The potential downside of shortening ACA open enrollment

The Trump administration’s decision to shorten the Affordable Care Act’s open enrollment periods—which was meant to help stabilize the individual marketplaces—may do more harm than good.

As part of a newly finalized federal rule, the annual sign-up window for ACA exchange plans will start Nov. 1 and end Dec. 15, whereas it previously ended Jan. 31. The idea, according to the rule, is to encourage healthier individuals to enroll in full-year rather than partial-year coverage and thus “reduce opportunities for adverse selection.”

However, enrollment patterns from Kentucky’s ACA exchange suggest that change could have negative consequences, researchers Paul Shafer and Stacie Dusetzina wrote in a new Health Affairs Blog post.

For one, data from the state’s exchange in 2015 show that many people switched plans during the second half of the open enrollment period. Therefore, reducing the length of that enrollment period could result in consumer “inertia” that leads them to stick with less optimal plans, the post said.

About a quarter of new enrollments—sign-ups by those previously uninsured or insured elsewhere—took place during the last week of open enrollment in 2015. It was unclear, though, whether new enrollees in 2015 were a higher risk for insurers than their previously enrolled counterparts, the researchers noted.

To try to answer that question, they examined data from the Kentucky Health Issues Poll to tease out characteristics of those who were uninsured in 2014. They found that the majority reported being in at least good health, and most were 45 years old or younger.
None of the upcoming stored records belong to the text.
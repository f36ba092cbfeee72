use async_trait::async_trait;
use chrono::{DateTime, NaiveDateTime, Utc};
use sqlx::{FromRow, SqlitePool};
use uuid::Uuid;

use crate::{
    domain::{CreateUserRequest, User, UserRole},
    error::{AppError, Result},
    repository::UserRepository,
};

#[derive(FromRow)]
struct UserRow {
    id: String,
    email: String,
    username: String,
    full_name: String,
    phone: String,
    role: String,
    created_at: NaiveDateTime,
    updated_at: NaiveDateTime,
}

pub struct SqliteUserRepository {
    pool: SqlitePool,
}

impl SqliteUserRepository {
    pub fn new(pool: SqlitePool) -> Self {
        Self { pool }
    }

    fn row_to_user(row: UserRow) -> Result<User> {
        Ok(User {
            id: Uuid::parse_str(&row.id).map_err(|e| AppError::Database(e.to_string()))?,
            email: row.email,
            username: row.username,
            full_name: row.full_name,
            phone: row.phone,
            role: Self::parse_role(&row.role)?,
            created_at: DateTime::from_naive_utc_and_offset(row.created_at, Utc),
            updated_at: DateTime::from_naive_utc_and_offset(row.updated_at, Utc),
        })
    }

    fn parse_role(s: &str) -> Result<UserRole> {
        match s {
            "Admin" => Ok(UserRole::Admin),
            "Staff" => Ok(UserRole::Staff),
            "User" => Ok(UserRole::User),
            _ => Err(AppError::Database(format!("Invalid role: {}", s))),
        }
    }

    fn role_to_str(role: UserRole) -> &'static str {
        match role {
            UserRole::Admin => "Admin",
            UserRole::Staff => "Staff",
            UserRole::User => "User",
        }
    }

    const COLUMNS: &'static str =
        "id, email, username, full_name, phone, role, created_at, updated_at";
}

#[async_trait]
impl UserRepository for SqliteUserRepository {
    async fn create(&self, user: CreateUserRequest) -> Result<User> {
        let id = Uuid::new_v4();
        let id_str = id.to_string();
        let password_hash = crate::auth::hash_password(&user.password)?;
        let role_str = Self::role_to_str(user.role);
        let now = Utc::now().naive_utc();

        sqlx::query(
            r#"
            INSERT INTO users (id, email, username, full_name, phone, password_hash, role, created_at, updated_at)
            VALUES (?, ?, ?, ?, ?, ?, ?, ?, ?)
            "#
        )
        .bind(&id_str)
        .bind(&user.email)
        .bind(&user.username)
        .bind(&user.full_name)
        .bind(&user.phone)
        .bind(&password_hash)
        .bind(role_str)
        .bind(now)
        .bind(now)
        .execute(&self.pool)
        .await
        .map_err(|e| AppError::Database(e.to_string()))?;

        self.find_by_id(id).await?.ok_or_else(|| {
            AppError::Database("Failed to retrieve created user".to_string())
        })
    }

    async fn find_by_id(&self, id: Uuid) -> Result<Option<User>> {
        let id_str = id.to_string();
        let row = sqlx::query_as::<_, UserRow>(&format!(
            "SELECT {} FROM users WHERE id = ?",
            Self::COLUMNS
        ))
        .bind(id_str)
        .fetch_optional(&self.pool)
        .await
        .map_err(|e| AppError::Database(e.to_string()))?;

        match row {
            Some(r) => Ok(Some(Self::row_to_user(r)?)),
            None => Ok(None),
        }
    }

    async fn find_by_email(&self, email: &str) -> Result<Option<User>> {
        let row = sqlx::query_as::<_, UserRow>(&format!(
            "SELECT {} FROM users WHERE email = ?",
            Self::COLUMNS
        ))
        .bind(email)
        .fetch_optional(&self.pool)
        .await
        .map_err(|e| AppError::Database(e.to_string()))?;

        match row {
            Some(r) => Ok(Some(Self::row_to_user(r)?)),
            None => Ok(None),
        }
    }

    async fn find_by_username(&self, username: &str) -> Result<Option<User>> {
        let row = sqlx::query_as::<_, UserRow>(&format!(
            "SELECT {} FROM users WHERE username = ?",
            Self::COLUMNS
        ))
        .bind(username)
        .fetch_optional(&self.pool)
        .await
        .map_err(|e| AppError::Database(e.to_string()))?;

        match row {
            Some(r) => Ok(Some(Self::row_to_user(r)?)),
            None => Ok(None),
        }
    }

    async fn list(&self, limit: i64, offset: i64) -> Result<Vec<User>> {
        let rows = sqlx::query_as::<_, UserRow>(&format!(
            "SELECT {} FROM users ORDER BY created_at DESC LIMIT ? OFFSET ?",
            Self::COLUMNS
        ))
        .bind(limit)
        .bind(offset)
        .fetch_all(&self.pool)
        .await
        .map_err(|e| AppError::Database(e.to_string()))?;

        rows.into_iter().map(Self::row_to_user).collect()
    }

    async fn set_role(&self, id: Uuid, role: UserRole) -> Result<User> {
        let id_str = id.to_string();
        let role_str = Self::role_to_str(role);
        let now = Utc::now().naive_utc();

        sqlx::query("UPDATE users SET role = ?, updated_at = ? WHERE id = ?")
            .bind(role_str)
            .bind(now)
            .bind(&id_str)
            .execute(&self.pool)
            .await
            .map_err(|e| AppError::Database(e.to_string()))?;

        self.find_by_id(id).await?.ok_or_else(|| {
            AppError::NotFound("User not found".to_string())
        })
    }
}

/// Password hash lookup for login; kept off the domain `User` so the hash
/// never rides along into templates or JSON.
pub async fn get_password_hash(pool: &SqlitePool, email: &str) -> Result<Option<String>> {
    let result = sqlx::query_scalar::<_, String>(
        "SELECT password_hash FROM users WHERE email = ?"
    )
    .bind(email)
    .fetch_optional(pool)
    .await?;

    Ok(result)
}
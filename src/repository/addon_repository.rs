use async_trait::async_trait;
use chrono::{DateTime, NaiveDateTime, Utc};
use sqlx::{FromRow, SqlitePool};
use uuid::Uuid;

use crate::{
    domain::{AdditionalService, PriceType},
    error::{AppError, Result},
    repository::AdditionalServiceRepository,
};

#[derive(FromRow)]
struct ServiceRow {
    id: String,
    name: String,
    description: String,
    price_cents: i64,
    price_type: String,
    image_url: Option<String>,
    is_active: i32,
    created_at: NaiveDateTime,
    updated_at: NaiveDateTime,
}

pub struct SqliteAdditionalServiceRepository {
    pool: SqlitePool,
}

impl SqliteAdditionalServiceRepository {
    pub fn new(pool: SqlitePool) -> Self {
        Self { pool }
    }

    fn row_to_service(row: ServiceRow) -> Result<AdditionalService> {
        Ok(AdditionalService {
            id: Uuid::parse_str(&row.id).map_err(|e| AppError::Database(e.to_string()))?,
            name: row.name,
            description: row.description,
            price_cents: row.price_cents,
            price_type: parse_price_type(&row.price_type)?,
            image_url: row.image_url,
            is_active: row.is_active != 0,
            created_at: DateTime::from_naive_utc_and_offset(row.created_at, Utc),
            updated_at: DateTime::from_naive_utc_and_offset(row.updated_at, Utc),
        })
    }

    const COLUMNS: &'static str = "id, name, description, price_cents, price_type, \
         image_url, is_active, created_at, updated_at";
}

pub fn parse_price_type(s: &str) -> Result<PriceType> {
    match s {
        "Fixed" => Ok(PriceType::Fixed),
        "PerPerson" => Ok(PriceType::PerPerson),
        "PerHour" => Ok(PriceType::PerHour),
        _ => Err(AppError::Database(format!("Invalid price type: {}", s))),
    }
}

pub fn price_type_to_str(price_type: PriceType) -> &'static str {
    match price_type {
        PriceType::Fixed => "Fixed",
        PriceType::PerPerson => "PerPerson",
        PriceType::PerHour => "PerHour",
    }
}

#[async_trait]
impl AdditionalServiceRepository for SqliteAdditionalServiceRepository {
    async fn create(&self, service: AdditionalService) -> Result<AdditionalService> {
        let id_str = service.id.to_string();
        let price_type_str = price_type_to_str(service.price_type);
        let now = Utc::now().naive_utc();

        sqlx::query(
            r#"
            INSERT INTO additional_services (
                id, name, description, price_cents, price_type, image_url,
                is_active, created_at, updated_at
            ) VALUES (?, ?, ?, ?, ?, ?, ?, ?, ?)
            "#
        )
        .bind(&id_str)
        .bind(&service.name)
        .bind(&service.description)
        .bind(service.price_cents)
        .bind(price_type_str)
        .bind(&service.image_url)
        .bind(service.is_active as i32)
        .bind(now)
        .bind(now)
        .execute(&self.pool)
        .await
        .map_err(|e| AppError::Database(e.to_string()))?;

        self.find_by_id(service.id).await?.ok_or_else(|| {
            AppError::Database("Failed to retrieve created service".to_string())
        })
    }

    async fn find_by_id(&self, id: Uuid) -> Result<Option<AdditionalService>> {
        let id_str = id.to_string();
        let row = sqlx::query_as::<_, ServiceRow>(&format!(
            "SELECT {} FROM additional_services WHERE id = ?",
            Self::COLUMNS
        ))
        .bind(id_str)
        .fetch_optional(&self.pool)
        .await
        .map_err(|e| AppError::Database(e.to_string()))?;

        match row {
            Some(r) => Ok(Some(Self::row_to_service(r)?)),
            None => Ok(None),
        }
    }

    async fn list(&self, limit: i64, offset: i64) -> Result<Vec<AdditionalService>> {
        let rows = sqlx::query_as::<_, ServiceRow>(&format!(
            "SELECT {} FROM additional_services ORDER BY name ASC LIMIT ? OFFSET ?",
            Self::COLUMNS
        ))
        .bind(limit)
        .bind(offset)
        .fetch_all(&self.pool)
        .await
        .map_err(|e| AppError::Database(e.to_string()))?;

        rows.into_iter().map(Self::row_to_service).collect()
    }

    async fn list_active(&self) -> Result<Vec<AdditionalService>> {
        let rows = sqlx::query_as::<_, ServiceRow>(&format!(
            "SELECT {} FROM additional_services WHERE is_active = 1 ORDER BY name ASC",
            Self::COLUMNS
        ))
        .fetch_all(&self.pool)
        .await
        .map_err(|e| AppError::Database(e.to_string()))?;

        rows.into_iter().map(Self::row_to_service).collect()
    }

    async fn update(&self, id: Uuid, service: AdditionalService) -> Result<AdditionalService> {
        let id_str = id.to_string();
        let price_type_str = price_type_to_str(service.price_type);
        let now = Utc::now().naive_utc();

        sqlx::query(
            r#"
            UPDATE additional_services
            SET name = ?, description = ?, price_cents = ?, price_type = ?,
                image_url = ?, is_active = ?, updated_at = ?
            WHERE id = ?
            "#
        )
        .bind(&service.name)
        .bind(&service.description)
        .bind(service.price_cents)
        .bind(price_type_str)
        .bind(&service.image_url)
        .bind(service.is_active as i32)
        .bind(now)
        .bind(&id_str)
        .execute(&self.pool)
        .await
        .map_err(|e| AppError::Database(e.to_string()))?;

        self.find_by_id(id).await?.ok_or_else(|| {
            AppError::Database("Failed to retrieve updated service".to_string())
        })
    }

    async fn set_active(&self, id: Uuid, active: bool) -> Result<()> {
        let id_str = id.to_string();
        let now = Utc::now().naive_utc();

        sqlx::query("UPDATE additional_services SET is_active = ?, updated_at = ? WHERE id = ?")
            .bind(active as i32)
            .bind(now)
            .bind(&id_str)
            .execute(&self.pool)
            .await
            .map_err(|e| AppError::Database(e.to_string()))?;

        Ok(())
    }
}
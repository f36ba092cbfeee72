use async_trait::async_trait;
use lettre::{
    message::header::ContentType,
    transport::smtp::authentication::Credentials,
    AsyncSmtpTransport, AsyncTransport, Message, Tokio1Executor,
};

use crate::{
    config::SmtpConfig,
    error::{AppError, Result},
};

/// Outbound notification sink. Callers treat delivery as best-effort:
/// failures are logged and swallowed, never surfaced to the person booking.
#[async_trait]
pub trait Notifier: Send + Sync {
    async fn send(&self, to: &str, subject: &str, html_body: &str) -> Result<()>;
}

pub struct SmtpNotifier {
    transport: AsyncSmtpTransport<Tokio1Executor>,
    from: String,
}

impl SmtpNotifier {
    /// None when the SMTP section is disabled or incomplete; main falls
    /// back to the noop sink.
    pub fn from_config(config: &SmtpConfig) -> Option<Self> {
        if !config.enabled {
            return None;
        }

        let host = config.host.clone()?;
        let username = config.username.clone()?;
        let password = config.password.clone()?;
        let from_address = config.from_address.clone()?;
        let from_name = config.from_name.clone().unwrap_or_else(|| "Soiree".to_string());

        let mut builder = match AsyncSmtpTransport::<Tokio1Executor>::relay(&host) {
            Ok(builder) => builder,
            Err(e) => {
                tracing::warn!("Invalid SMTP relay {}: {}", host, e);
                return None;
            }
        };
        if let Some(port) = config.port {
            builder = builder.port(port);
        }

        Some(Self {
            transport: builder
                .credentials(Credentials::new(username, password))
                .build(),
            from: format!("{} <{}>", from_name, from_address),
        })
    }
}

#[async_trait]
impl Notifier for SmtpNotifier {
    async fn send(&self, to: &str, subject: &str, html_body: &str) -> Result<()> {
        let message = Message::builder()
            .from(self.from.parse().map_err(|e| {
                AppError::Mail(format!("Invalid from address: {}", e))
            })?)
            .to(to.parse().map_err(|e| {
                AppError::Mail(format!("Invalid recipient {}: {}", to, e))
            })?)
            .subject(subject)
            .header(ContentType::TEXT_HTML)
            .body(html_body.to_string())
            .map_err(|e| AppError::Mail(format!("Failed to build message: {}", e)))?;

        self.transport
            .send(message)
            .await
            .map_err(|e| AppError::Mail(format!("SMTP send failed: {}", e)))?;

        Ok(())
    }
}

/// Stands in when SMTP isn't configured; bookings work, mail just doesn't go out.
pub struct NoopNotifier;

#[async_trait]
impl Notifier for NoopNotifier {
    async fn send(&self, to: &str, subject: &str, _html_body: &str) -> Result<()> {
        tracing::debug!("Mail disabled; dropping \"{}\" to {}", subject, to);
        Ok(())
    }
}

/// Captures outbound mail for assertions instead of delivering it.
#[cfg(any(test, feature = "test-utils"))]
pub struct RecordingNotifier {
    pub sent: std::sync::Mutex<Vec<(String, String, String)>>,
    pub fail: std::sync::atomic::AtomicBool,
}

#[cfg(any(test, feature = "test-utils"))]
impl RecordingNotifier {
    pub fn new() -> Self {
        Self {
            sent: std::sync::Mutex::new(Vec::new()),
            fail: std::sync::atomic::AtomicBool::new(false),
        }
    }

    pub fn sent_subjects(&self) -> Vec<String> {
        self.sent.lock().unwrap().iter().map(|(_, s, _)| s.clone()).collect()
    }
}

#[cfg(any(test, feature = "test-utils"))]
impl Default for RecordingNotifier {
    fn default() -> Self {
        Self::new()
    }
}

#[cfg(any(test, feature = "test-utils"))]
#[async_trait]
impl Notifier for RecordingNotifier {
    async fn send(&self, to: &str, subject: &str, html_body: &str) -> Result<()> {
        if self.fail.load(std::sync::atomic::Ordering::SeqCst) {
            return Err(AppError::Mail("simulated delivery failure".to_string()));
        }
        self.sent
            .lock()
            .unwrap()
            .push((to.to_string(), subject.to_string(), html_body.to_string()));
        Ok(())
    }
}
Those findings suggest that reducing the length of the open enrollment period in 2018 may not do much to reduce adverse selection for insurers, the researchers said. In fact, limiting enrollment periods could reduce sign-ups among younger and healthier people—a group critical to balancing the risk pool in the exchanges.  

During the most recent open enrollment period, 12.2 million people signed up for plans through Healthcare.gov and the state exchanges, a slight dip from the 12.7 million enrollees for 2016. Of the 12.2 million sign-ups, 31% were new marketplace customers, 43% actively re-enrolled in plans and 23% were automatically re-enrolled.